[Records excerpted from a collection]

┌──

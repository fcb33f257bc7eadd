//! Login credentials, read from the environment (or a `.env` file) once.

use std::{env, fmt};

use crate::core::ZpError;

/// Environment variable holding the Zwift account username / email.
pub const USERNAME_VAR: &str = "ZWIFTPOWER_USERNAME";
/// Environment variable holding the Zwift account password.
pub const PASSWORD_VAR: &str = "ZWIFTPOWER_PASSWORD";

/// Zwift account credentials used for the SSO login.
///
/// `Debug` output never includes the password.
#[derive(Clone, PartialEq, Eq)]
pub struct Credentials {
    username: String,
    password: String,
}

impl Credentials {
    /// Creates credentials from explicit values.
    pub fn new(username: impl Into<String>, password: impl Into<String>) -> Self {
        Self {
            username: username.into(),
            password: password.into(),
        }
    }

    /// Loads credentials from `ZWIFTPOWER_USERNAME` / `ZWIFTPOWER_PASSWORD`.
    ///
    /// A `.env` file in the working directory is loaded first if present.
    ///
    /// # Errors
    ///
    /// Returns [`ZpError::MissingCredential`] naming the first variable that is
    /// unset or empty.
    pub fn from_env() -> Result<Self, ZpError> {
        dotenvy::dotenv().ok();
        Self::from_lookup(|key| env::var(key).ok())
    }

    /// Loads credentials through an arbitrary key lookup (env-like source).
    ///
    /// # Errors
    ///
    /// Returns [`ZpError::MissingCredential`] if either key is missing or blank.
    pub fn from_lookup<F>(lookup: F) -> Result<Self, ZpError>
    where
        F: Fn(&str) -> Option<String>,
    {
        let fetch = |key: &'static str| {
            lookup(key)
                .filter(|v| !v.trim().is_empty())
                .ok_or(ZpError::MissingCredential(key))
        };
        // the password is posted exactly as configured
        Ok(Self {
            username: fetch(USERNAME_VAR)?.trim().to_string(),
            password: fetch(PASSWORD_VAR)?,
        })
    }

    pub fn username(&self) -> &str {
        &self.username
    }

    pub(crate) fn ensure_present(&self) -> Result<(), ZpError> {
        if self.username.trim().is_empty() {
            return Err(ZpError::MissingCredential(USERNAME_VAR));
        }
        if self.password.is_empty() {
            return Err(ZpError::MissingCredential(PASSWORD_VAR));
        }
        Ok(())
    }

    /// Form body posted to the identity provider.
    pub(crate) fn login_form(&self) -> [(&str, &str); 3] {
        [
            ("username", self.username.as_str()),
            ("password", self.password.as_str()),
            ("rememberMe", "on"),
        ]
    }
}

impl fmt::Debug for Credentials {
    fn fmt(&self, f: &mut fmt::Formatter<'_>) -> fmt::Result {
        f.debug_struct("Credentials")
            .field("username", &self.username)
            .field("password", &"<redacted>")
            .finish()
    }
}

└──

Set down again, word for word, the stretch of records from the line with "pub struct Credentials" to the line with "unset or empty.", both of those lines included.

pub struct Credentials {
    username: String,
    password: String,
}

impl Credentials {
    /// Creates credentials from explicit values.
    pub fn new(username: impl Into<String>, password: impl Into<String>) -> Self {
        Self {
            username: username.into(),
            password: password.into(),
        }
    }

    /// Loads credentials from `ZWIFTPOWER_USERNAME` / `ZWIFTPOWER_PASSWORD`.
    ///
    /// A `.env` file in the working directory is loaded first if present.
    ///
    /// # Errors
    ///
    /// Returns [`ZpError::MissingCredential`] naming the first variable that is
    /// unset or empty.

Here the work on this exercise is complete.